§ **Directions for this task**
Nothing is needed except the lines below that run from the one with "use super::*;" through the one with "fn amount_schema() ->", repeated exactly.

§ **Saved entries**
//! Append-only per-topic event log on the filesystem.
//!
//! Layout: `<dataRoot>/<tenant>/<namespace>/<topic>/<date>/<bucket>/<seq>.json`,
//! where `bucket` groups 1000 sequences per directory so no single directory
//! grows without bound.

use std::path::PathBuf;

use broker_types::Event;
use chrono::Utc;

use crate::error::StoreError;
use crate::registry::TopicRegistry;

pub const MAX_PAYLOAD_BYTES: usize = 256 * 1024;
const BUCKET_SIZE: u64 = 1000;

/// One event to append, prior to sequence assignment.
#[derive(Debug, Clone)]
pub struct PublishRequest {
    pub tenant: String,
    pub namespace: String,
    pub topic: String,
    pub event_type: String,
    pub payload: serde_json::Value,
}

pub struct EventStore {
    data_root: PathBuf,
}

impl EventStore {
    pub fn new(data_root: impl Into<PathBuf>) -> Self {
        Self { data_root: data_root.into() }
    }

    fn topic_dir(&self, tenant: &str, namespace: &str, topic: &str) -> PathBuf {
        self.data_root.join(tenant).join(namespace).join(topic)
    }

    fn bucket_name(sequence: u64) -> String {
        format!("{:04}", (sequence.saturating_sub(1)) / BUCKET_SIZE)
    }

    fn file_stem(sequence: u64) -> String {
        format!("{sequence:010}")
    }

    /// Publishes a batch of requests, all against the same topic, under that
    /// topic's exclusive lock. Events already written before a mid-batch
    /// failure remain durable; their ids are part of the returned prefix.
    pub async fn publish_topic_batch(
        &self,
        registry: &TopicRegistry,
        tenant: &str,
        namespace: &str,
        topic: &str,
        requests: &[PublishRequest],
    ) -> Result<Vec<String>, StoreError> {
        let entry = registry.get(tenant, namespace, topic).await?;
        let mut guard = entry.lock().await;

        let mut assigned_ids = Vec::with_capacity(requests.len());
        for request in requests {
            let payload_len = serde_json::to_vec(&request.payload).map(|v| v.len()).unwrap_or(0);
            if payload_len > MAX_PAYLOAD_BYTES {
                return Err(StoreError::PayloadTooLarge { size: payload_len, limit: MAX_PAYLOAD_BYTES });
            }

            let schema = guard.schemas.get(&request.event_type).ok_or_else(|| StoreError::SchemaNotFound {
                topic: topic.to_string(),
                event_type: request.event_type.clone(),
            })?;
            schema.validate(&request.payload)?;

            let sequence = guard.config.sequence + 1;
            let id = broker_types::EventId::new(tenant, namespace, topic, sequence).encode();
            let event = Event {
                id: id.clone(),
                timestamp: Utc::now(),
                event_type: request.event_type.clone(),
                payload: request.payload.clone(),
            };

            let path = self.event_path(tenant, namespace, topic, sequence);
            let bytes = serde_json::to_vec_pretty(&event).map_err(|e| StoreError::Io(e.into()))?;
            broker_fsutil::write_atomic_create_new(&path, &bytes).map_err(StoreError::Io)?;

            guard.config.sequence = sequence;
            registry.persist(tenant, namespace, topic, &guard.config).await?;

            assigned_ids.push(id);
        }

        Ok(assigned_ids)
    }

    fn event_path(&self, tenant: &str, namespace: &str, topic: &str, sequence: u64) -> PathBuf {
        let date = Utc::now().format("%Y-%m-%d").to_string();
        self.topic_dir(tenant, namespace, topic)
            .join(date)
            .join(Self::bucket_name(sequence))
            .join(format!("{}.json", Self::file_stem(sequence)))
    }

    /// All events for a topic with sequence strictly greater than
    /// `after_sequence`, walking date directories in order, optionally
    /// capped at `limit`.
    pub fn read_since(
        &self,
        tenant: &str,
        namespace: &str,
        topic: &str,
        after_sequence: u64,
        limit: Option<usize>,
    ) -> Result<Vec<Event>, StoreError> {
        let topic_dir = self.topic_dir(tenant, namespace, topic);
        let mut events = Vec::new();

        for date in broker_fsutil::list_dir_names_sorted(&topic_dir).map_err(StoreError::Io)? {
            let date_dir = topic_dir.join(&date);
            for bucket in broker_fsutil::list_dir_names_sorted(&date_dir).map_err(StoreError::Io)? {
                let bucket_dir = date_dir.join(&bucket);
                for stem in broker_fsutil::list_json_stems_sorted(&bucket_dir).map_err(StoreError::Io)? {
                    let sequence: u64 = match stem.parse() {
                        Ok(s) => s,
                        Err(_) => continue,
                    };
                    if sequence <= after_sequence {
                        continue;
                    }
                    if let Some(event) = self.load_event(&bucket_dir, &stem)? {
                        events.push(event);
                    }
                    if limit.is_some_and(|l| events.len() >= l) {
                        return Ok(events);
                    }
                }
            }
        }
        Ok(events)
    }

    /// All events for a topic published on a given `YYYY-MM-DD` date.
    pub fn read_by_date(
        &self,
        tenant: &str,
        namespace: &str,
        topic: &str,
        date: &str,
        limit: Option<usize>,
    ) -> Result<Vec<Event>, StoreError> {
        let date_dir = self.topic_dir(tenant, namespace, topic).join(date);
        let mut events = Vec::new();
        for bucket in broker_fsutil::list_dir_names_sorted(&date_dir).map_err(StoreError::Io)? {
            let bucket_dir = date_dir.join(&bucket);
            for stem in broker_fsutil::list_json_stems_sorted(&bucket_dir).map_err(StoreError::Io)? {
                if let Some(event) = self.load_event(&bucket_dir, &stem)? {
                    events.push(event);
                }
                if limit.is_some_and(|l| events.len() >= l) {
                    return Ok(events);
                }
            }
        }
        Ok(events)
    }

    /// Looks up a single event by its decoded id. Scans date directories in
    /// order since sequence alone does not determine which date bucket an
    /// event landed in.
    pub fn read_by_id(&self, tenant: &str, namespace: &str, topic: &str, sequence: u64) -> Result<Option<Event>, StoreError> {
        let topic_dir = self.topic_dir(tenant, namespace, topic);
        let bucket = Self::bucket_name(sequence);
        let stem = Self::file_stem(sequence);
        for date in broker_fsutil::list_dir_names_sorted(&topic_dir).map_err(StoreError::Io)? {
            let bucket_dir = topic_dir.join(&date).join(&bucket);
            if let Some(event) = self.load_event(&bucket_dir, &stem)? {
                return Ok(Some(event));
            }
        }
        Ok(None)
    }

    fn load_event(&self, bucket_dir: &std::path::Path, stem: &str) -> Result<Option<Event>, StoreError> {
        let path = bucket_dir.join(format!("{stem}.json"));
        broker_fsutil::load_json(&path).map_err(StoreError::Io)
    }
}

#[cfg(test)]
mod tests {
    use super::*;
    use broker_types::TopicSchema;
    use serde_json::json;
    use tempfile::tempdir;
    use uuid::Uuid;

    fn amount_schema() -> serde_json::Value {
        json!({"type": "object", "required": ["amount"], "properties": {"amount": {"type": "number"}}})
    }

    async fn seeded(dir: &std::path::Path) -> (EventStore, TopicRegistry) {
        let registry = TopicRegistry::new(dir.join("config"));
        let store = EventStore::new(dir.join("data"));
        let schemas = vec![TopicSchema { event_type: "invoice.created".into(), schema: amount_schema() }];
        registry.create(Uuid::new_v4(), Uuid::new_v4(), "acme", "billing", "invoices", schemas).await.expect("create");
        (store, registry)
    }

    #[tokio::test]
    async fn publish_assigns_monotonic_sequence() {
        let dir = tempdir().expect("tempdir");
        let (store, registry) = seeded(dir.path()).await;

        let requests = vec![
            PublishRequest { tenant: "acme".into(), namespace: "billing".into(), topic: "invoices".into(), event_type: "invoice.created".into(), payload: json!({"amount": 10}) },
            PublishRequest { tenant: "acme".into(), namespace: "billing".into(), topic: "invoices".into(), event_type: "invoice.created".into(), payload: json!({"amount": 20}) },
        ];
        let ids = store.publish_topic_batch(&registry, "acme", "billing", "invoices", &requests).await.expect("publish");
        assert_eq!(ids.len(), 2);
        assert!(ids[0].ends_with("-1"));
        assert!(ids[1].ends_with("-2"));
    }

    #[tokio::test]
    async fn publish_rejects_unknown_event_type() {
        let dir = tempdir().expect("tempdir");
        let (store, registry) = seeded(dir.path()).await;

        let requests = vec![PublishRequest { tenant: "acme".into(), namespace: "billing".into(), topic: "invoices".into(), event_type: "invoice.voided".into(), payload: json!({}) }];
        let err = store.publish_topic_batch(&registry, "acme", "billing", "invoices", &requests).await.expect_err("should fail");
        assert!(matches!(err, StoreError::SchemaNotFound { .. }));
    }

    #[tokio::test]
    async fn publish_rejects_payload_failing_schema() {
        let dir = tempdir().expect("tempdir");
        let (store, registry) = seeded(dir.path()).await;

        let requests = vec![PublishRequest { tenant: "acme".into(), namespace: "billing".into(), topic: "invoices".into(), event_type: "invoice.created".into(), payload: json!({}) }];
        let err = store.publish_topic_batch(&registry, "acme", "billing", "invoices", &requests).await.expect_err("should fail");
        assert!(matches!(err, StoreError::Schema(_)));
    }

    #[tokio::test]
    async fn read_since_returns_events_after_cursor() {
        let dir = tempdir().expect("tempdir");
        let (store, registry) = seeded(dir.path()).await;

        let requests: Vec<_> = (0..5)
            .map(|n| PublishRequest { tenant: "acme".into(), namespace: "billing".into(), topic: "invoices".into(), event_type: "invoice.created".into(), payload: json!({"amount": n}) })
            .collect();
        store.publish_topic_batch(&registry, "acme", "billing", "invoices", &requests).await.expect("publish");

        let events = store.read_since("acme", "billing", "invoices", 2, None).expect("read");
        assert_eq!(events.len(), 3);
        assert!(events[0].id.ends_with("-3"));
    }

    #[tokio::test]
    async fn read_since_honors_limit() {
        let dir = tempdir().expect("tempdir");
        let (store, registry) = seeded(dir.path()).await;
        let requests: Vec<_> = (0..5)
            .map(|n| PublishRequest { tenant: "acme".into(), namespace: "billing".into(), topic: "invoices".into(), event_type: "invoice.created".into(), payload: json!({"amount": n}) })
            .collect();
        store.publish_topic_batch(&registry, "acme", "billing", "invoices", &requests).await.expect("publish");

        let events = store.read_since("acme", "billing", "invoices", 0, Some(2)).expect("read");
        assert_eq!(events.len(), 2);
    }

    #[tokio::test]
    async fn read_by_id_finds_published_event() {
        let dir = tempdir().expect("tempdir");
        let (store, registry) = seeded(dir.path()).await;
        let requests = vec![PublishRequest { tenant: "acme".into(), namespace: "billing".into(), topic: "invoices".into(), event_type: "invoice.created".into(), payload: json!({"amount": 5}) }];
        store.publish_topic_batch(&registry, "acme", "billing", "invoices", &requests).await.expect("publish");

        let found = store.read_by_id("acme", "billing", "invoices", 1).expect("read").expect("some");
        assert_eq!(found.payload["amount"], 5);
    }

    #[tokio::test]
    async fn oversized_payload_is_rejected() {
        let dir = tempdir().expect("tempdir");
        let (store, registry) = seeded(dir.path()).await;
        let huge = "x".repeat(MAX_PAYLOAD_BYTES + 1);
        let requests = vec![PublishRequest { tenant: "acme".into(), namespace: "billing".into(), topic: "invoices".into(), event_type: "invoice.created".into(), payload: json!({"amount": 1, "note": huge}) }];
        let err = store.publish_topic_batch(&registry, "acme", "billing", "invoices", &requests).await.expect_err("should fail");
        assert!(matches!(err, StoreError::PayloadTooLarge { .. }));
    }
}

§ **Response to this task**
    use super::*;
    use broker_types::TopicSchema;
    use serde_json::json;
    use tempfile::tempdir;
    use uuid::Uuid;

    fn amount_schema() -> serde_json::Value {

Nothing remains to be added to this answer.